The research undertaken in this study illuminates the potential and challenges of using deep neural networks (DNNs), specifically transformer DNNs, for domain adaptation in daily maximum temperature forecasting, particularly in regions lacking sufficient data and supporting covariates.

The experimental results affirm the effectiveness of domain adaptation techniques, especially when applied to geographical areas for which there are small amounts of data and that exhibit characteristics dissimilar from regions for which there are abundant data. Application of our domain adaptation strategy resulted in significant performance improvements as demonstrated by two metrics: the mean squared error and mean absolute error. Furthermore, kernel mean matching (KMM) was shown to be a potent tool, facilitating performance enhancement for a majority of the experimental settings. KMM effectively helped in bridging the domain differences between the source and target regions, thus underscoring its potential utility in forecasting tasks across different geographical regions.

As we observed that domain adaptation is more effective than training exclusively on a small amount of target-domain training data, we can mitigate model overfitting to bias patterns inherent in the small amount of training data by leveraging additional data from a different source domain.

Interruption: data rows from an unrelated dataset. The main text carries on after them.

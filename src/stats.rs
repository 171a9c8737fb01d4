use crate::model::{Project, ProjectId, ProjectStatus, Quota, Term};
use serde::Serialize;

#[derive(Clone, Debug, Serialize)]
pub struct ProjectSummary {
    pub id: ProjectId,
    pub title: String,
    pub status: ProjectStatus,
    pub requested_scholarships: u32,
    pub allocated_scholarships: u32,
    pub consumed_scholarships: u32,
    pub requested_volunteers: u32,
    pub consumed_volunteers: u32,
}

/// Allocation state of a term against its quota.
#[derive(Clone, Debug, Serialize)]
pub struct TermSummary {
    pub term: Term,
    pub quota: Option<u32>,
    /// Scholarship seats allocated to committed projects.
    pub committed: u32,
    pub remaining: Option<u32>,
    pub projects: Vec<ProjectSummary>,
}

/// Build the summary from the projects of the term with their consumed
/// scholarship and volunteer seats.
pub fn summarize(
    term: Term,
    quota: Option<&Quota>,
    projects: impl IntoIterator<Item = (Project, u32, u32)>,
) -> TermSummary {
    let projects = projects
        .into_iter()
        .map(|(p, scholarships, volunteers)| ProjectSummary {
            id: p.id,
            title: p.title,
            status: p.status,
            requested_scholarships: p.requested_scholarships,
            allocated_scholarships: p.allocated_scholarships,
            consumed_scholarships: scholarships,
            requested_volunteers: p.requested_volunteers,
            consumed_volunteers: volunteers,
        })
        .collect::<Vec<_>>();
    let committed = projects
        .iter()
        .filter(|p| p.status.is_committed())
        .map(|p| p.allocated_scholarships)
        .sum::<u32>();
    let quota = quota.map(|q| q.total_scholarships);
    TermSummary {
        term,
        quota,
        committed,
        remaining: quota.map(|q| q.saturating_sub(committed)),
        projects,
    }
}

#[cfg(test)]
mod tests {
    use super::*;
    use crate::model::{DepartmentId, Half, UserId};
    use chrono::Utc;

    fn project(id: i64, status: ProjectStatus, allocated: u32) -> Project {
        Project {
            id: ProjectId(id),
            professor: UserId(1),
            department: DepartmentId(1),
            title: format!("Project {id}"),
            term: Term::new(2025, Half::Second),
            requested_scholarships: 4,
            requested_volunteers: 2,
            allocated_scholarships: allocated,
            status,
            admin_feedback: None,
            signed_document: None,
            created_at: Utc::now(),
            updated_at: Utc::now(),
        }
    }

    #[test]
    fn test_summarize() {
        let term = Term::new(2025, Half::Second);
        let quota = Quota {
            term,
            total_scholarships: 6,
            version: 3,
        };
        let summary = summarize(
            term,
            Some(&quota),
            [
                (project(1, ProjectStatus::Approved, 2), 1, 0),
                (project(2, ProjectStatus::PendingAdminSignature, 3), 0, 0),
                (project(3, ProjectStatus::Submitted, 4), 0, 0),
            ],
        );
        assert_eq!(summary.committed, 5);
        assert_eq!(summary.remaining, Some(1));
        assert_eq!(summary.projects[0].consumed_scholarships, 1);
        let summary = summarize(term, None, []);
        assert_eq!(summary.quota, None);
        assert_eq!(summary.remaining, None);
        assert_eq!(summary.committed, 0);
    }
}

We also observed that the effect of input length varies for each source–target pair, possibly due to the differences among regions. This suggests the need for future studies to expand domain adaptation to take this into account. Furthermore, we observed that a short-term trend is difficult to capture with short-term inputs, so it is necessary to investigate domain adaptation with additional parameters that affect temperature; for instance, wind speed and rainfall. However, it should be noted that the complexity of a system with more parameters could make utilizing domain adaptation much more challenging than what was approached in this study.

In summary, this study advances our understanding of the practical application of DNNs in temperature forecasting, particularly for regions that lack ample data. While the results reinforce the benefits of domain adaptation with the utility of KMM, they also point to the need for careful consideration when using target-domain data to avoid model overfitting. The results also underscore the importance of tailoring the input length to specific source–target pairs for optimal forecasting performance. Future research should delve deeper into methods for avoiding overfitting while harnessing target-domain data and should further investigate how different factors, such as input length, affect model performance across various geographical regions.